◆ **What this task involves**: Copy out the data below, all of it, exactly.

Dataset entries

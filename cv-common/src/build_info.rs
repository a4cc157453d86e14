//! Build identification captured by build.rs

use tracing::info;

pub const GIT_HASH: &str = env!("CV_GIT_HASH");
pub const BUILD_TIMESTAMP: &str = env!("CV_BUILD_TIMESTAMP");
pub const BUILD_PROFILE: &str = env!("CV_BUILD_PROFILE");

/// Log build identification; call right after logging init
pub fn log_startup(tool: &str, version: &str) {
    info!(
        "Starting {} v{} [{}] built {} ({})",
        tool, version, GIT_HASH, BUILD_TIMESTAMP, BUILD_PROFILE
    );
}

◆ **Answer area**:
filename cv-common/src/build_info.rs
repository a4cc157453d86e14
//! Build identification captured by build.rs

use tracing::info;

pub const GIT_HASH: &str = env!("CV_GIT_HASH");
pub const BUILD_TIMESTAMP: &str = env!("CV_BUILD_TIMESTAMP");
pub const BUILD_PROFILE: &str = env!("CV_BUILD_PROFILE");

/// Log build identification; call right after logging init
pub fn log_startup(tool: &str, version: &str) {
    info!(
        "Starting {} v{} [{}] built {} ({})",
        tool, version, GIT_HASH, BUILD_TIMESTAMP, BUILD_PROFILE
    );
}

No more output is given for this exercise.